## TASK DETAILS
Retype each record exactly.

[Collected data entries]
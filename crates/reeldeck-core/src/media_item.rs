// crates/reeldeck-core/src/media_item.rs
//
// MediaItem and its DataSource — §3. Status transitions live in
// modules::media; this module only owns the data shape and the
// serialization boundary (§6 "DataSource persistence shape").

use crate::ids::MediaId;
use serde::{Deserialize, Serialize};

#[derive(Clone, Copy, Debug, PartialEq, Eq, Serialize, Deserialize)]
pub enum MediaType {
    Video,
    Image,
    Audio,
    Text,
    Unknown,
}

#[derive(Clone, Copy, Debug, PartialEq, Eq, Serialize, Deserialize)]
pub enum MediaStatus {
    Pending,
    AsyncProcessing,
    WebAvDecoding,
    Ready,
    Error,
    Cancelled,
    Missing,
}

impl MediaStatus {
    pub fn is_terminal(self) -> bool {
        matches!(self, MediaStatus::Ready | MediaStatus::Error | MediaStatus::Cancelled | MediaStatus::Missing)
    }
}

/// How a MediaItem's bytes are obtained (§3 DataSource).
///
/// Only the fields named in §6 ("DataSourcePersistence shape") survive a
/// round trip through [`DataSource::to_persisted`]/[`PersistedDataSource`];
/// everything else (acquisition progress, the acquired blob, the object
/// URL) is session-only.
#[derive(Clone, Debug, PartialEq)]
pub enum DataSource {
    UserSelected(UserSelectedSource),
    Remote(RemoteSource),
    ProjectReference(ProjectReferenceSource),
}

#[derive(Clone, Debug, Default, PartialEq)]
pub struct UserSelectedSource {
    pub progress: u8,
    pub local_path: Option<std::path::PathBuf>,
    pub media_reference_id: Option<String>,
}

#[derive(Clone, Debug, Default, PartialEq)]
pub struct RemoteSource {
    pub progress: u8,
    pub url: String,
    pub media_reference_id: Option<String>,
}

#[derive(Clone, Debug, Default, PartialEq)]
pub struct ProjectReferenceSource {
    pub media_reference_id: String,
}

impl DataSource {
    pub fn media_reference_id(&self) -> Option<&str> {
        match self {
            DataSource::UserSelected(s) => s.media_reference_id.as_deref(),
            DataSource::Remote(s) => s.media_reference_id.as_deref(),
            DataSource::ProjectReference(s) => Some(&s.media_reference_id),
        }
    }

    pub fn set_media_reference_id(&mut self, id: String) {
        match self {
            DataSource::UserSelected(s) => s.media_reference_id = Some(id),
            DataSource::Remote(s) => s.media_reference_id = Some(id),
            DataSource::ProjectReference(s) => s.media_reference_id = id,
        }
    }

    /// The persistable projection (§6 "DataSource persistence shape") —
    /// transient fields (`file`, `url` acquisition progress, acquired
    /// flags) are dropped; `type` + `mediaReferenceId` survive.
    pub fn to_persisted(&self) -> PersistedDataSource {
        match self {
            DataSource::UserSelected(s) => PersistedDataSource {
                kind: PersistedSourceKind::UserSelected,
                media_reference_id: s.media_reference_id.clone(),
                url: None,
            },
            DataSource::Remote(s) => PersistedDataSource {
                kind: PersistedSourceKind::Remote,
                media_reference_id: s.media_reference_id.clone(),
                url: Some(s.url.clone()),
            },
            DataSource::ProjectReference(s) => PersistedDataSource {
                kind: PersistedSourceKind::ProjectReference,
                media_reference_id: Some(s.media_reference_id.clone()),
                url: None,
            },
        }
    }
}

#[derive(Clone, Copy, Debug, PartialEq, Eq, Serialize, Deserialize)]
#[serde(rename_all = "kebab-case")]
pub enum PersistedSourceKind {
    UserSelected,
    Remote,
    ProjectReference,
}

/// The on-disk shape of a [`DataSource`] (§6).
#[derive(Clone, Debug, Serialize, Deserialize)]
pub struct PersistedDataSource {
    #[serde(rename = "type")]
    pub kind: PersistedSourceKind,
    #[serde(skip_serializing_if = "Option::is_none")]
    pub media_reference_id: Option<String>,
    #[serde(skip_serializing_if = "Option::is_none")]
    pub url: Option<String>,
}

impl PersistedDataSource {
    /// Reconstruct a runtime [`DataSource`] from a saved project — used by
    /// `modules::project::load_project_content` (§4.5 step 3). A saved
    /// `user-selected` source has no `file`/`local_path` until re-acquired;
    /// the media item enters `missing` status if the referenced file is
    /// absent from the project media directory.
    pub fn to_runtime(&self) -> DataSource {
        match self.kind {
            PersistedSourceKind::UserSelected => DataSource::UserSelected(UserSelectedSource {
                progress: 0,
                local_path: None,
                media_reference_id: self.media_reference_id.clone(),
            }),
            PersistedSourceKind::Remote => DataSource::Remote(RemoteSource {
                progress: 0,
                url: self.url.clone().unwrap_or_default(),
                media_reference_id: self.media_reference_id.clone(),
            }),
            PersistedSourceKind::ProjectReference => {
                DataSource::ProjectReference(ProjectReferenceSource {
                    media_reference_id: self.media_reference_id.clone().unwrap_or_default(),
                })
            }
        }
    }
}

/// Decoded handles, present iff `status == Ready` (§3).
#[derive(Clone, Debug)]
pub struct DecodedMedia {
    pub width: u32,
    pub height: u32,
    pub thumbnail_url: String,
}

#[derive(Clone, Debug)]
pub struct MediaItem {
    pub id: MediaId,
    pub name: String,
    pub created_at: i64,
    pub media_type: MediaType,
    pub status: MediaStatus,
    /// Duration in frames; set at decode time (§3, §4.1 step 4).
    pub duration: i64,
    pub source: DataSource,
    pub decoded: Option<DecodedMedia>,
}

impl MediaItem {
    pub fn new(id: MediaId, name: String, created_at: i64, media_type: MediaType, source: DataSource) -> Self {
        Self {
            id,
            name,
            created_at,
            media_type,
            status: MediaStatus::Pending,
            duration: 0,
            source,
            decoded: None,
        }
    }

    /// §8 invariant 1: a `ready` item always has decoded handles and a
    /// positive duration.
    pub fn satisfies_ready_invariant(&self) -> bool {
        if self.status != MediaStatus::Ready {
            return true;
        }
        self.decoded.is_some() && self.duration > 0
    }
}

## REPLY
filename crates/reeldeck-core/src/media_item.rs
// crates/reeldeck-core/src/media_item.rs
//
// MediaItem and its DataSource — §3. Status transitions live in
// modules::media; this module only owns the data shape and the
// serialization boundary (§6 "DataSource persistence shape").

use crate::ids::MediaId;
use serde::{Deserialize, Serialize};

#[derive(Clone, Copy, Debug, PartialEq, Eq, Serialize, Deserialize)]
pub enum MediaType {
    Video,
    Image,
    Audio,
    Text,
    Unknown,
}

#[derive(Clone, Copy, Debug, PartialEq, Eq, Serialize, Deserialize)]
pub enum MediaStatus {
    Pending,
    AsyncProcessing,
    WebAvDecoding,
    Ready,
    Error,
    Cancelled,
    Missing,
}

impl MediaStatus {
    pub fn is_terminal(self) -> bool {
        matches!(self, MediaStatus::Ready | MediaStatus::Error | MediaStatus::Cancelled | MediaStatus::Missing)
    }
}

/// How a MediaItem's bytes are obtained (§3 DataSource).
///
/// Only the fields named in §6 ("DataSourcePersistence shape") survive a
/// round trip through [`DataSource::to_persisted`]/[`PersistedDataSource`];
/// everything else (acquisition progress, the acquired blob, the object
/// URL) is session-only.
#[derive(Clone, Debug, PartialEq)]
pub enum DataSource {
    UserSelected(UserSelectedSource),
    Remote(RemoteSource),
    ProjectReference(ProjectReferenceSource),
}

#[derive(Clone, Debug, Default, PartialEq)]
pub struct UserSelectedSource {
    pub progress: u8,
    pub local_path: Option<std::path::PathBuf>,
    pub media_reference_id: Option<String>,
}

#[derive(Clone, Debug, Default, PartialEq)]
pub struct RemoteSource {
    pub progress: u8,
    pub url: String,
    pub media_reference_id: Option<String>,
}

#[derive(Clone, Debug, Default, PartialEq)]
pub struct ProjectReferenceSource {
    pub media_reference_id: String,
}

impl DataSource {
    pub fn media_reference_id(&self) -> Option<&str> {
        match self {
            DataSource::UserSelected(s) => s.media_reference_id.as_deref(),
            DataSource::Remote(s) => s.media_reference_id.as_deref(),
            DataSource::ProjectReference(s) => Some(&s.media_reference_id),
        }
    }

    pub fn set_media_reference_id(&mut self, id: String) {
        match self {
            DataSource::UserSelected(s) => s.media_reference_id = Some(id),
            DataSource::Remote(s) => s.media_reference_id = Some(id),
            DataSource::ProjectReference(s) => s.media_reference_id = id,
        }
    }

    /// The persistable projection (§6 "DataSource persistence shape") —
    /// transient fields (`file`, `url` acquisition progress, acquired
    /// flags) are dropped; `type` + `mediaReferenceId` survive.
    pub fn to_persisted(&self) -> PersistedDataSource {
        match self {
            DataSource::UserSelected(s) => PersistedDataSource {
                kind: PersistedSourceKind::UserSelected,
                media_reference_id: s.media_reference_id.clone(),
                url: None,
            },
            DataSource::Remote(s) => PersistedDataSource {
                kind: PersistedSourceKind::Remote,
                media_reference_id: s.media_reference_id.clone(),
                url: Some(s.url.clone()),
            },
            DataSource::ProjectReference(s) => PersistedDataSource {
                kind: PersistedSourceKind::ProjectReference,
                media_reference_id: Some(s.media_reference_id.clone()),
                url: None,
            },
        }
    }
}

#[derive(Clone, Copy, Debug, PartialEq, Eq, Serialize, Deserialize)]
#[serde(rename_all = "kebab-case")]
pub enum PersistedSourceKind {
    UserSelected,
    Remote,
    ProjectReference,
}

/// The on-disk shape of a [`DataSource`] (§6).
#[derive(Clone, Debug, Serialize, Deserialize)]
pub struct PersistedDataSource {
    #[serde(rename = "type")]
    pub kind: PersistedSourceKind,
    #[serde(skip_serializing_if = "Option::is_none")]
    pub media_reference_id: Option<String>,
    #[serde(skip_serializing_if = "Option::is_none")]
    pub url: Option<String>,
}

impl PersistedDataSource {
    /// Reconstruct a runtime [`DataSource`] from a saved project — used by
    /// `modules::project::load_project_content` (§4.5 step 3). A saved
    /// `user-selected` source has no `file`/`local_path` until re-acquired;
    /// the media item enters `missing` status if the referenced file is
    /// absent from the project media directory.
    pub fn to_runtime(&self) -> DataSource {
        match self.kind {
            PersistedSourceKind::UserSelected => DataSource::UserSelected(UserSelectedSource {
                progress: 0,
                local_path: None,
                media_reference_id: self.media_reference_id.clone(),
            }),
            PersistedSourceKind::Remote => DataSource::Remote(RemoteSource {
                progress: 0,
                url: self.url.clone().unwrap_or_default(),
                media_reference_id: self.media_reference_id.clone(),
            }),
            PersistedSourceKind::ProjectReference => {
                DataSource::ProjectReference(ProjectReferenceSource {
                    media_reference_id: self.media_reference_id.clone().unwrap_or_default(),
                })
            }
        }
    }
}

/// Decoded handles, present iff `status == Ready` (§3).
#[derive(Clone, Debug)]
pub struct DecodedMedia {
    pub width: u32,
    pub height: u32,
    pub thumbnail_url: String,
}

#[derive(Clone, Debug)]
pub struct MediaItem {
    pub id: MediaId,
    pub name: String,
    pub created_at: i64,
    pub media_type: MediaType,
    pub status: MediaStatus,
    /// Duration in frames; set at decode time (§3, §4.1 step 4).
    pub duration: i64,
    pub source: DataSource,
    pub decoded: Option<DecodedMedia>,
}

impl MediaItem {
    pub fn new(id: MediaId, name: String, created_at: i64, media_type: MediaType, source: DataSource) -> Self {
        Self {
            id,
            name,
            created_at,
            media_type,
            status: MediaStatus::Pending,
            duration: 0,
            source,
            decoded: None,
        }
    }

    /// §8 invariant 1: a `ready` item always has decoded handles and a
    /// positive duration.
    pub fn satisfies_ready_invariant(&self) -> bool {
        if self.status != MediaStatus::Ready {
            return true;
        }
        self.decoded.is_some() && self.duration > 0
    }
}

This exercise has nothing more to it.